====== AVAILABLE RECORDS ======
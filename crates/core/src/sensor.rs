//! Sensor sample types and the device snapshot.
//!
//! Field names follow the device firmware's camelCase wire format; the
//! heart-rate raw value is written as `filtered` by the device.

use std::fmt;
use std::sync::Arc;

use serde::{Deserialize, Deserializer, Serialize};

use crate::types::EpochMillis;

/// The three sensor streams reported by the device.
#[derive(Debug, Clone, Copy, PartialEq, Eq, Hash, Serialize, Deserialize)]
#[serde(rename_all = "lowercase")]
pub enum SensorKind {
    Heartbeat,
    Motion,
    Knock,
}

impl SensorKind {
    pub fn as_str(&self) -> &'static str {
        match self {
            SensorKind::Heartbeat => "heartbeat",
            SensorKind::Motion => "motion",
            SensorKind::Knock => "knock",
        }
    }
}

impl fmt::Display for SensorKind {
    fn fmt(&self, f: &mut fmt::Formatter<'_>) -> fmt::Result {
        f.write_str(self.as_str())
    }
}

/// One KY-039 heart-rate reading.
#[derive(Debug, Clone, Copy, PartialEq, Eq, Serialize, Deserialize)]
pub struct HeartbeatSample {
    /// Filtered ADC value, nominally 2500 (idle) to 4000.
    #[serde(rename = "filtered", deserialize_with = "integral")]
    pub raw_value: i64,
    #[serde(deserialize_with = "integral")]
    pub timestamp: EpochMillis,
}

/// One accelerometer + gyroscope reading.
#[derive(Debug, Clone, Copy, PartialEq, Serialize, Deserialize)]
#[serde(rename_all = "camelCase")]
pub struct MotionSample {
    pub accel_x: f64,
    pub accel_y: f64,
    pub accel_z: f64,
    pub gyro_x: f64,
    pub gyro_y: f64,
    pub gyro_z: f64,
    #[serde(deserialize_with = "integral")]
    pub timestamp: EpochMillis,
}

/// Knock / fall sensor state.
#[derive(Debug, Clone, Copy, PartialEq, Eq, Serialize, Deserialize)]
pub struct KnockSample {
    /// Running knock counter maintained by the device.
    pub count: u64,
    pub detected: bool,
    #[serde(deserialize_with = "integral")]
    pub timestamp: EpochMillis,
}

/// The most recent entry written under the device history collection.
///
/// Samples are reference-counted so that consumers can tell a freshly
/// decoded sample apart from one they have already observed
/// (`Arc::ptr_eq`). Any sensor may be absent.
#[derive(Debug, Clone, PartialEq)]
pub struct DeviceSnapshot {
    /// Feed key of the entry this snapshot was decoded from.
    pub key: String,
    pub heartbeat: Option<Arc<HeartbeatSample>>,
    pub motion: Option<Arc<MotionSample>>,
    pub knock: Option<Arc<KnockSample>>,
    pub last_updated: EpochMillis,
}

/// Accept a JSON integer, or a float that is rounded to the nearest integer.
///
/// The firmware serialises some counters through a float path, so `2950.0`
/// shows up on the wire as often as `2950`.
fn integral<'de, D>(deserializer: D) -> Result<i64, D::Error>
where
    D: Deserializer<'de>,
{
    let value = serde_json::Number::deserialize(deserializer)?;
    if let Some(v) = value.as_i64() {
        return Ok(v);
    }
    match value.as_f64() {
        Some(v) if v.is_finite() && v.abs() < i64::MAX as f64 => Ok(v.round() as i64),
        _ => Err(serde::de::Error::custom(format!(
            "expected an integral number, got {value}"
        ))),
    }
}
======
====== AVAILABLE RECORDS ======
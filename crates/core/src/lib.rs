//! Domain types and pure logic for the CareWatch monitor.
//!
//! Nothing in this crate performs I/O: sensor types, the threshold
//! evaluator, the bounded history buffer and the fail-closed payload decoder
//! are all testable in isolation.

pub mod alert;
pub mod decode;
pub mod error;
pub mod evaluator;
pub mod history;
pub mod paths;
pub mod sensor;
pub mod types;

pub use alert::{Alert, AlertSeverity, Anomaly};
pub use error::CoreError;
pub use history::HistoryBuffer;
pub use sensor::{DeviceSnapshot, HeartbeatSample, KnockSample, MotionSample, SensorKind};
======
### ACTIVITY:
In the listing above, find the line with "filename crates/core/src/sensor.rs" and the line with "fn fmt(&self, f: &mut"; set down exactly those two lines and every line between them, nothing more.

### ANSWER:
filename crates/core/src/sensor.rs
//! Sensor sample types and the device snapshot.
//!
//! Field names follow the device firmware's camelCase wire format; the
//! heart-rate raw value is written as `filtered` by the device.

use std::fmt;
use std::sync::Arc;

use serde::{Deserialize, Deserializer, Serialize};

use crate::types::EpochMillis;

/// The three sensor streams reported by the device.
#[derive(Debug, Clone, Copy, PartialEq, Eq, Hash, Serialize, Deserialize)]
#[serde(rename_all = "lowercase")]
pub enum SensorKind {
    Heartbeat,
    Motion,
    Knock,
}

impl SensorKind {
    pub fn as_str(&self) -> &'static str {
        match self {
            SensorKind::Heartbeat => "heartbeat",
            SensorKind::Motion => "motion",
            SensorKind::Knock => "knock",
        }
    }
}

impl fmt::Display for SensorKind {
    fn fmt(&self, f: &mut fmt::Formatter<'_>) -> fmt::Result {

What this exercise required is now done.